Here are three more images by Aldro Hibbard. The top painting is of a place I have located. It is a series of rocks and caves called the cauldrons on Schooner Head in Acadia National Park. I have painted in that area many times and I know very well what it looks like there.


I think it is very valuable to seek out the places that the "old guys" made their paintings.

If I look at what the artist made, then subtract from that what is actually there, I arrive at the the artists decisions .

Many of the places I used to do that 20 years ago are now gone. Particularly those on the harbor in Gloucester where generations of artists worked.When I saw the old wharves and boats in the 80's I just assumed that because they had survived so long and that everyone valued the history of those places , that they were safe. I was wrong. Now there's a post I can do this summer. I will take my camera over to Gloucester and show you some of the locations and the paintings that were made there

I have no idea where this bridge was. I am pretty certain it is long gone, but it was in Vermont though. Of all the places in New England the northern parts of rural Vermont have changed the least. Even there the woods have taken back the pastures and many of the barns are fallen in. A barn will stand until the roof goes. Then it deteriorates rapidly. A field goes back to small trees and bushes in only three or four years.


I will remind you that all of these images and many more can be had by contacting the Rockport Art Association.

http://www.rockportartassn.org/gift_shop.htm

and acquiring the Hibbard book before the very limited numbers of available copies are gone.



I was in the last generation to paint the wooden dragger fleet that sailed out of Gloucester. There is not a single one of those boats left on the water. The last, the 120 foot long Vincie N. sat at her mooring at the end of Rocky neck for years. She is gone now. C.W. Mundy and I painted her together, it seems like yesterday, but it must have been nearly ten years ago.

I try not to take anything beautiful that I paint for granted anymore. I know most of the old New England I love to paint is disappearing.The wooden windows of historic structures disappear to be replaced by plastic ones with no divided lights. All the wooden lobster boats that were still common into the 80's are gone from the harbors I paint on the coast of Maine. Lobster traps are made from vinyl coated wire, and the buoys that mark their places in the cold water are now made from styrofoam. Now I understand why a lobsterman would get tired of working on a wooden boat every spring and hauling in the heavy waterlogged wooden traps. So I don't blame them, but I do miss the aesthetic.

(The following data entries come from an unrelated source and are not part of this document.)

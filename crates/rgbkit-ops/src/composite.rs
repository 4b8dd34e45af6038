//! Mask-gated and split-view compositing.
//!
//! Both composites compute the full transformed image first and then pick,
//! per pixel, either the transformed or the untouched source pixel:
//!
//! - [`apply_masked`] selects by mask: a mask pixel whose red sample is `0`
//!   takes the transformed pixel, anything else keeps the source.
//! - [`split_view`] selects by column: columns left of `width * percent / 100`
//!   take the transformed pixel, the rest keep the source.
//!
//! # Example
//!
//! ```rust
//! use rgbkit_core::PixelBuffer;
//! use rgbkit_ops::composite::{split_view, SplitOp};
//!
//! let src = PixelBuffer::filled(10, 2, [100, 150, 200]).unwrap();
//! let out = split_view(&src, 50, &SplitOp::Greyscale).unwrap();
//! assert_eq!(out.pixel(4, 0), [150, 150, 150]);
//! assert_eq!(out.pixel(5, 0), [100, 150, 200]);
//! ```

use crate::filter::{blur, sharpen};
use crate::histogram::color_correct;
use crate::levels::{levels_adjust, Levels};
use crate::point::{component, greyscale, sepia, Component};
use crate::{OpsError, OpsResult};
use rgbkit_core::{Channel, PixelBuffer};
use std::fmt;
#[allow(unused_imports)]
use tracing::{debug, trace};

/// Operations that accept a mask.
#[derive(Debug, Clone, Copy, PartialEq, Eq)]
pub enum MaskedOp {
    /// 3x3 blur.
    Blur,
    /// 5x5 sharpen.
    Sharpen,
    /// Sepia tone.
    Sepia,
    /// Intensity greyscale.
    Greyscale,
    /// Channel or derived component visualization.
    Component(Component),
}

impl MaskedOp {
    /// Runs the operation over the whole image.
    pub fn apply(&self, src: &PixelBuffer) -> PixelBuffer {
        match self {
            MaskedOp::Blur => blur(src),
            MaskedOp::Sharpen => sharpen(src),
            MaskedOp::Sepia => sepia(src),
            MaskedOp::Greyscale => greyscale(src),
            MaskedOp::Component(kind) => component(src, *kind),
        }
    }
}

impl fmt::Display for MaskedOp {
    fn fmt(&self, f: &mut fmt::Formatter<'_>) -> fmt::Result {
        match self {
            MaskedOp::Blur => f.write_str("blur"),
            MaskedOp::Sharpen => f.write_str("sharpen"),
            MaskedOp::Sepia => f.write_str("sepia"),
            MaskedOp::Greyscale => f.write_str("greyscale"),
            MaskedOp::Component(kind) => write!(f, "{kind}-component"),
        }
    }
}

/// Operations that can be previewed with [`split_view`].
#[derive(Debug, Clone, PartialEq, Eq)]
pub enum SplitOp {
    /// 3x3 blur.
    Blur,
    /// 5x5 sharpen.
    Sharpen,
    /// Sepia tone.
    Sepia,
    /// Intensity greyscale.
    Greyscale,
    /// Histogram peak alignment, computed over the whole image.
    ColorCorrect,
    /// Levels curve.
    Levels(Levels),
}

impl SplitOp {
    /// Resolves an operation keyword.
    ///
    /// `levels-adjust` (alias `levels`) needs exactly three trailing values:
    /// black, mid and white. Other operations take none.
    ///
    /// # Errors
    ///
    /// Unknown keywords, a wrong number of values and invalid levels points.
    pub fn parse(name: &str, params: &[i32]) -> OpsResult<Self> {
        let op = match name.to_ascii_lowercase().as_str() {
            "blur" => SplitOp::Blur,
            "sharpen" => SplitOp::Sharpen,
            "sepia" => SplitOp::Sepia,
            "greyscale" => SplitOp::Greyscale,
            "color-correct" | "colorcorrect" => SplitOp::ColorCorrect,
            "levels-adjust" | "levels" => {
                return match params {
                    &[black, mid, white] => Ok(SplitOp::Levels(Levels::new(black, mid, white)?)),
                    _ => Err(OpsError::invalid(
                        "levels-adjust split requires black, mid and white values",
                    )),
                };
            }
            _ => return Err(OpsError::invalid(format!("unsupported split operation: {name}"))),
        };
        if !params.is_empty() {
            return Err(OpsError::invalid(format!(
                "{op} split takes no extra values, got {}",
                params.len()
            )));
        }
        Ok(op)
    }

    /// Runs the operation over the whole image.
    pub fn apply(&self, src: &PixelBuffer) -> PixelBuffer {
        match self {
            SplitOp::Blur => blur(src),
            SplitOp::Sharpen => sharpen(src),
            SplitOp::Sepia => sepia(src),
            SplitOp::Greyscale => greyscale(src),
            SplitOp::ColorCorrect => color_correct(src),
            SplitOp::Levels(levels) => levels_adjust(src, levels),
        }
    }
}

impl fmt::Display for SplitOp {
    fn fmt(&self, f: &mut fmt::Formatter<'_>) -> fmt::Result {
        f.write_str(match self {
            SplitOp::Blur => "blur",
            SplitOp::Sharpen => "sharpen",
            SplitOp::Sepia => "sepia",
            SplitOp::Greyscale => "greyscale",
            SplitOp::ColorCorrect => "color-correct",
            SplitOp::Levels(_) => "levels-adjust",
        })
    }
}

/// Applies `op` where the mask's red sample is `0`, keeps the source elsewhere.
///
/// # Errors
///
/// Returns [`OpsError::SizeMismatch`] if mask and source differ in size.
pub fn apply_masked(src: &PixelBuffer, mask: &PixelBuffer, op: MaskedOp) -> OpsResult<PixelBuffer> {
    if !src.same_dimensions(mask) {
        return Err(OpsError::size_mismatch(
            "mask",
            src.dimensions(),
            mask.dimensions(),
        ));
    }
    trace!(width = src.width(), height = src.height(), %op, "apply_masked");
    let transformed = op.apply(src);
    Ok(select(src, &transformed, |x, y| {
        mask.sample(Channel::Red, x, y) == 0
    }))
}

/// Column where a split at `percent` begins keeping the source.
#[inline]
pub fn split_index(width: u32, percent: u32) -> u32 {
    (width as u64 * percent as u64 / 100) as u32
}

/// Applies `op` to the columns left of `width * percent / 100` only.
///
/// # Errors
///
/// `percent` must lie in `[0, 100]`.
pub fn split_view(src: &PixelBuffer, percent: i32, op: &SplitOp) -> OpsResult<PixelBuffer> {
    if !(0..=100).contains(&percent) {
        return Err(OpsError::invalid(format!(
            "split percentage must be between 0 and 100, got {percent}"
        )));
    }
    let index = split_index(src.width(), percent as u32);
    debug!(width = src.width(), height = src.height(), %op, percent, index, "split_view");
    let transformed = op.apply(src);
    Ok(select(src, &transformed, |x, _| x < index))
}

/// Picks the transformed pixel where `take` holds, the source pixel elsewhere.
fn select<F>(src: &PixelBuffer, transformed: &PixelBuffer, take: F) -> PixelBuffer
where
    F: Fn(u32, u32) -> bool,
{
    src.map_coords(|x, y| {
        if take(x, y) {
            transformed.pixel(x, y)
        } else {
            src.pixel(x, y)
        }
    })
}

#[cfg(test)]
mod tests {
    use super::*;

    fn gradient(w: u32, h: u32) -> PixelBuffer {
        PixelBuffer::from_fn(w, h, |x, y| [(x * 25) as u8, (y * 60) as u8, 90]).unwrap()
    }

    #[test]
    fn test_mask_all_zero_equals_full_op() {
        let src = gradient(6, 4);
        let mask = PixelBuffer::new(6, 4).unwrap();
        let out = apply_masked(&src, &mask, MaskedOp::Sepia).unwrap();
        assert_eq!(out, sepia(&src));
    }

    #[test]
    fn test_mask_all_set_keeps_source() {
        let src = gradient(6, 4);
        let mask = PixelBuffer::filled(6, 4, [255, 255, 255]).unwrap();
        for op in [
            MaskedOp::Blur,
            MaskedOp::Sharpen,
            MaskedOp::Greyscale,
            MaskedOp::Component(Component::Luma),
        ] {
            assert_eq!(apply_masked(&src, &mask, op).unwrap(), src);
        }
    }

    #[test]
    fn test_mask_reads_red_only() {
        let src = PixelBuffer::filled(2, 1, [100, 150, 200]).unwrap();
        // Left pixel: red 0 with nonzero green/blue still selects the transform
        let mask = PixelBuffer::from_fn(2, 1, |x, _| if x == 0 { [0, 255, 255] } else { [1, 0, 0] })
            .unwrap();
        let out = apply_masked(&src, &mask, MaskedOp::Component(Component::Red)).unwrap();
        assert_eq!(out.pixel(0, 0), [100, 0, 0]);
        assert_eq!(out.pixel(1, 0), [100, 150, 200]);
    }

    #[test]
    fn test_mask_blur_reads_unmasked_neighbors() {
        // Only the center is masked in, but its blur still sees the whole source
        let src = PixelBuffer::from_fn(3, 3, |x, _| if x == 0 { [160, 0, 0] } else { [0, 0, 0] })
            .unwrap();
        let mask = PixelBuffer::from_fn(3, 3, |x, y| if (x, y) == (1, 1) { [0; 3] } else { [255; 3] })
            .unwrap();
        let out = apply_masked(&src, &mask, MaskedOp::Blur).unwrap();
        assert_eq!(out.pixel(1, 1), [40, 0, 0]);
        assert_eq!(out.pixel(0, 0), [160, 0, 0]);
    }

    #[test]
    fn test_mask_size_mismatch() {
        let src = gradient(4, 4);
        let mask = PixelBuffer::new(4, 3).unwrap();
        assert!(matches!(
            apply_masked(&src, &mask, MaskedOp::Blur),
            Err(OpsError::SizeMismatch(_))
        ));
    }

    #[test]
    fn test_split_extremes() {
        let src = gradient(7, 3);
        assert_eq!(split_view(&src, 0, &SplitOp::Sepia).unwrap(), src);
        assert_eq!(split_view(&src, 100, &SplitOp::Sepia).unwrap(), sepia(&src));
    }

    #[test]
    fn test_split_boundary_column() {
        let src = gradient(10, 2);
        let out = split_view(&src, 35, &SplitOp::Greyscale).unwrap();
        // index = 10 * 35 / 100 = 3
        assert_eq!(split_index(10, 35), 3);
        let grey = greyscale(&src);
        assert_eq!(out.pixel(2, 1), grey.pixel(2, 1));
        assert_eq!(out.pixel(3, 1), src.pixel(3, 1));
    }

    #[test]
    fn test_split_levels() {
        let src = gradient(4, 1);
        let op = SplitOp::parse("levels", &[20, 100, 200]).unwrap();
        let out = split_view(&src, 50, &op).unwrap();
        let full = levels_adjust(&src, &Levels::new(20, 100, 200).unwrap());
        assert_eq!(out.pixel(1, 0), full.pixel(1, 0));
        assert_eq!(out.pixel(2, 0), src.pixel(2, 0));
    }

    #[test]
    fn test_split_parse() {
        assert_eq!(SplitOp::parse("ColorCorrect", &[]).unwrap(), SplitOp::ColorCorrect);
        assert_eq!(SplitOp::parse("color-correct", &[]).unwrap(), SplitOp::ColorCorrect);
        assert!(SplitOp::parse("levels-adjust", &[10, 20]).is_err());
        assert!(matches!(
            SplitOp::parse("blur", &[1, 2, 3]),
            Err(OpsError::InvalidParameter(_))
        ));
        assert!(SplitOp::parse("levels-adjust", &[30, 20, 10]).is_err());
        assert!(matches!(
            SplitOp::parse("emboss", &[]),
            Err(OpsError::InvalidParameter(_))
        ));
    }

    #[test]
    fn test_split_rejects_percent() {
        let src = gradient(4, 4);
        assert!(split_view(&src, -1, &SplitOp::Blur).is_err());
        assert!(split_view(&src, 101, &SplitOp::Blur).is_err());
    }
}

Tomorrow I will strap one of these paintings onto my gurney, retrieve my scalpel from the autoclave and begin dissecting it. Wanna pass me that hemostat? See you then.

4 comments:

willek said...

Well, you wrecked my day. I got up today with every intention of getting a painting done. But I checked my email first and received a lint to your blog from a friend.I did get to some of my tasks. but I have been back and forth to your blog all day. I think I have read it all by now. Alltogether it is a very valuable documentation of what all striving artists, such as myself, have got to think about and have got to know. So many important things. I got a big kick our of filling paint tubes. I used to be a pharmacist and often filled such tubes with ointments and creams I made to a doctor's order. I have been reopening and refilling tubes of white and ultramarine for a while now. I had not heard of RGH and thank you for that information. I'd love to send you a thing or two for you to crit if you are still accepting them. Thanks so much for what you are doing. Regards, Will Kirkpatrick

Stapleton Kearns said...

Thanx; Willek;

I am going to do another critique in a few days .I think I will ultimately do one a week. Please send me yours. I can't promise to critique everything I get because I have been getting a good number. But I will try. I already have this weeks victim selected and duct taped to the plumbing in my basement.

I am using nothing but RGH paint and I am very happy with it. I think their cadmiums are particularly nice.

I am curious how long it took to read the entire blog. I write long entries. Some other artists have joked that I must be a fast typist.I still have a whole lot more ideas for this thing, and some huge categories that I have yet to even touch.